The recent observation that somatostatin and bombesin analog antagonists provide superior characteristics over agonists with regard to their tumor accumulation is an unexpected finding that is not yet completely understood. Using oligomeric ligands to improve binding and targeting properties of radiolabeled peptides over their monomeric counterparts appears to be a more rational design that could be successfully proven, for example, with RGD-based analogs. Recently, vitamin-based radio imaging agents have been developed that are selectively accumulated in tumor cells. In the case of vitamin B12, analogs with abolished binding to the ubiquitous protein transcobalalmin II showed a reduced uptake in non-targeted tissues. In the case of FR-targeting, it was the combined application with the antifolate pemetrexed that led to an improved tumor selectively of folic acid-based radioconjugates while undesired uptake in FR-positive kidneys could be reduced. Targeting of intracellular tumor markers such as the enzymes hexokinase or human thymidine kinase 1 turned out to be a more problematic strategy for SPECT tracers, particularly those that are based on radiometals, compared to the targeting of cell surface-exposed tumor markers. The necessity of the targeting agent to permeate cancer cell membranes via carrier systems or passive diffusion to reach intracellular targets could be a hindrance for a proper function of the targeting system in particular if the radioconjugate is composed of a bulky radiometal complex.

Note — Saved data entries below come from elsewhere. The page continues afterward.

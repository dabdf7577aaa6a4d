//! Compute and ray-tracing pipelines. RT dispatch goes through one function
//! table group per distinct ray payload; there is no SBT on this backend.

use objc2::rc::Retained;
use objc2::runtime::ProtocolObject;
use objc2_foundation::NSArray;
use objc2_metal as mtl;
use objc2_metal::{
    MTLComputePipelineState, MTLDevice, MTLIntersectionFunctionTable, MTLLibrary,
    MTLVisibleFunctionTable,
};

use super::{resolve, Context};
use crate::error::fatal;
use crate::limits::MAX_DESCRIPTOR_SET_COUNT;
use crate::reflection::ShaderReflection;
use crate::{ComputePipelineCreateInfo, Pipeline, RtPipelineCreateInfo, Shader};

/// Argument-table slot where the per-payload function table triples start.
pub(crate) const RT_FUNCTION_TABLES_BUFFER_INDEX: usize = 24;

/// Intersection + miss + closest-hit tables for one ray payload.
pub(crate) struct RtFunctionTables {
    pub intersection_table: Retained<ProtocolObject<dyn mtl::MTLIntersectionFunctionTable>>,
    pub miss_table: Retained<ProtocolObject<dyn mtl::MTLVisibleFunctionTable>>,
    pub closest_hit_table: Retained<ProtocolObject<dyn mtl::MTLVisibleFunctionTable>>,
}

pub(crate) struct PipelineRecord {
    pub state: Retained<ProtocolObject<dyn mtl::MTLComputePipelineState>>,
    pub threads_per_threadgroup: mtl::MTLSize,
    pub argument_table: Retained<ProtocolObject<dyn mtl::MTL4ArgumentTable>>,
    pub reflection: ShaderReflection,
    /// One entry per distinct ray payload; empty for compute pipelines.
    pub function_tables: Vec<RtFunctionTables>,
}

fn create_argument_table(
    device: &super::Device,
    reflection: &ShaderReflection,
    function_table_count: usize,
) -> Retained<ProtocolObject<dyn mtl::MTL4ArgumentTable>> {
    if reflection.descriptor_sets.len() > MAX_DESCRIPTOR_SET_COUNT as usize {
        fatal!("max descriptor set count exceeded");
    }

    // One argument buffer per descriptor set, plus the function table slots.
    let buffer_count = RT_FUNCTION_TABLES_BUFFER_INDEX + function_table_count * 3;

    let descriptor = unsafe { mtl::MTL4ArgumentTableDescriptor::new() };
    unsafe {
        descriptor.setMaxBufferBindCount(buffer_count);
        descriptor.setMaxTextureBindCount(0);
        descriptor.setMaxSamplerStateBindCount(0);
    }

    match unsafe { device.device.newArgumentTableWithDescriptor_error(&descriptor) } {
        Ok(table) => table,
        Err(err) => fatal!("failed to create argument table: {err}"),
    }
}

fn pipeline_state_for_function(
    device: &super::Device,
    library: &ProtocolObject<dyn mtl::MTLLibrary>,
    entry_point: &objc2_foundation::NSString,
    linked_functions: Option<&NSArray<ProtocolObject<dyn mtl::MTLFunction>>>,
) -> Retained<ProtocolObject<dyn mtl::MTLComputePipelineState>> {
    let Some(function) = (unsafe { library.newFunctionWithName(entry_point) }) else {
        fatal!("entry point not found in library");
    };

    let descriptor = unsafe { mtl::MTLComputePipelineDescriptor::new() };
    unsafe {
        descriptor.setComputeFunction(Some(&function));

        if let Some(functions) = linked_functions {
            let linked = mtl::MTLLinkedFunctions::new();
            linked.setFunctions(Some(functions));
            descriptor.setLinkedFunctions(Some(&linked));
        }
    }

    match unsafe {
        device.device.newComputePipelineStateWithDescriptor_options_reflection_error(
            &descriptor,
            mtl::MTLPipelineOption::empty(),
            None,
        )
    } {
        Ok(state) => state,
        Err(err) => fatal!("failed to create compute pipeline state: {err}"),
    }
}

fn threads_per_threadgroup(reflection: &ShaderReflection) -> mtl::MTLSize {
    mtl::MTLSize {
        width: reflection.workgroup_size[0].max(1) as usize,
        height: reflection.workgroup_size[1].max(1) as usize,
        depth: reflection.workgroup_size[2].max(1) as usize,
    }
}

impl Context {
    pub fn create_compute_pipeline(&mut self, create_info: &ComputePipelineCreateInfo) -> Pipeline {
        let (state, reflection) = {
            let shader = resolve!(self, shaders, create_info.shader);
            (
                pipeline_state_for_function(
                    &self.device,
                    &shader.library,
                    &shader.entry_point,
                    None,
                ),
                shader.reflection.clone(),
            )
        };

        let argument_table = create_argument_table(&self.device, &reflection, 0);
        let threads = threads_per_threadgroup(&reflection);

        let handle = self.pipelines.allocate();
        self.pipelines.insert(
            handle,
            PipelineRecord {
                state,
                threads_per_threadgroup: threads,
                argument_table,
                reflection,
                function_tables: Vec::new(),
            },
        );

        Pipeline(handle)
    }

    pub fn create_rt_pipeline(&mut self, create_info: &RtPipelineCreateInfo) -> Pipeline {
        let rgen_reflection = {
            let shader = resolve!(self, shaders, create_info.rgen_shader);
            shader.reflection.clone()
        };

        // All miss and hit-group functions become visible functions linked
        // into the ray-gen kernel.
        let mut linked: Vec<Retained<ProtocolObject<dyn mtl::MTLFunction>>> = Vec::new();
        let mut miss_functions: Vec<Retained<ProtocolObject<dyn mtl::MTLFunction>>> = Vec::new();
        let mut hit_functions: Vec<Retained<ProtocolObject<dyn mtl::MTLFunction>>> = Vec::new();

        let mut collect_function = |ctx: &Context, shader: Shader| {
            let record = resolve!(ctx, shaders, shader);
            let Some(function) =
                (unsafe { record.library.newFunctionWithName(&record.entry_point) })
            else {
                fatal!("entry point not found in library");
            };
            function
        };

        for miss_shader in create_info.miss_shaders {
            let function = collect_function(self, *miss_shader);
            linked.push(function.clone());
            miss_functions.push(function);
        }
        for hit_group in create_info.hit_groups {
            if !hit_group.closest_hit_shader.is_null() {
                let function = collect_function(self, hit_group.closest_hit_shader);
                linked.push(function.clone());
                hit_functions.push(function);
            }
            if !hit_group.any_hit_shader.is_null() {
                let function = collect_function(self, hit_group.any_hit_shader);
                linked.push(function.clone());
                hit_functions.push(function);
            }
        }

        let linked_array = NSArray::from_retained_slice(&linked);

        let state = {
            let shader = resolve!(self, shaders, create_info.rgen_shader);
            pipeline_state_for_function(
                &self.device,
                &shader.library,
                &shader.entry_point,
                Some(&linked_array),
            )
        };

        // One (intersection, miss, closest-hit) triple per distinct payload;
        // each table takes every payload-stride-th function starting at the
        // payload's index.
        let payload_count = rgen_reflection.payload_count.max(1) as usize;
        let mut function_tables = Vec::with_capacity(payload_count);

        for payload in 0..payload_count {
            let intersection_descriptor =
                unsafe { mtl::MTLIntersectionFunctionTableDescriptor::new() };
            unsafe {
                intersection_descriptor
                    .setFunctionCount(hit_functions.len().div_ceil(payload_count).max(1));
            }
            let Some(intersection_table) = (unsafe {
                state.newIntersectionFunctionTableWithDescriptor(&intersection_descriptor)
            }) else {
                fatal!("failed to create intersection function table");
            };

            let miss_descriptor = unsafe { mtl::MTLVisibleFunctionTableDescriptor::new() };
            unsafe {
                miss_descriptor
                    .setFunctionCount(miss_functions.len().div_ceil(payload_count).max(1));
            }
            let Some(miss_table) =
                (unsafe { state.newVisibleFunctionTableWithDescriptor(&miss_descriptor) })
            else {
                fatal!("failed to create miss function table");
            };

            let hit_descriptor = unsafe { mtl::MTLVisibleFunctionTableDescriptor::new() };
            unsafe {
                hit_descriptor
                    .setFunctionCount(hit_functions.len().div_ceil(payload_count).max(1));
            }
            let Some(closest_hit_table) =
                (unsafe { state.newVisibleFunctionTableWithDescriptor(&hit_descriptor) })
            else {
                fatal!("failed to create closest-hit function table");
            };

            for (slot, function) in miss_functions
                .iter()
                .skip(payload)
                .step_by(payload_count)
                .enumerate()
            {
                let Some(handle) = (unsafe { state.functionHandleWithFunction(function) }) else {
                    fatal!("missing function handle");
                };
                unsafe { miss_table.setFunction_atIndex(Some(&handle), slot) };
            }
            for (slot, function) in hit_functions
                .iter()
                .skip(payload)
                .step_by(payload_count)
                .enumerate()
            {
                let Some(handle) = (unsafe { state.functionHandleWithFunction(function) }) else {
                    fatal!("missing function handle");
                };
                unsafe { closest_hit_table.setFunction_atIndex(Some(&handle), slot) };
                unsafe { intersection_table.setFunction_atIndex(Some(&handle), slot) };
            }

            function_tables.push(RtFunctionTables {
                intersection_table,
                miss_table,
                closest_hit_table,
            });
        }

        let argument_table =
            create_argument_table(&self.device, &rgen_reflection, function_tables.len());
        let threads = threads_per_threadgroup(&rgen_reflection);

        let handle = self.pipelines.allocate();
        self.pipelines.insert(
            handle,
            PipelineRecord {
                state,
                threads_per_threadgroup: threads,
                argument_table,
                reflection: rgen_reflection,
                function_tables,
            },
        );

        Pipeline(handle)
    }

    pub fn destroy_pipeline(&mut self, pipeline: Pipeline) {
        if self.pipelines.free(pipeline.0).is_none() {
            fatal!("invalid handle!");
        }
    }
}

Finally, it has to be critically acknowledged that only a small selection of examples for tracer designs could be included in this chapter. The immense opportunities for the design of radiopharmaceuticals and the enormous potential it provides for future development of new and improved SPECT tracers holds great promise for early clinical application of novel imaging agents in oncology.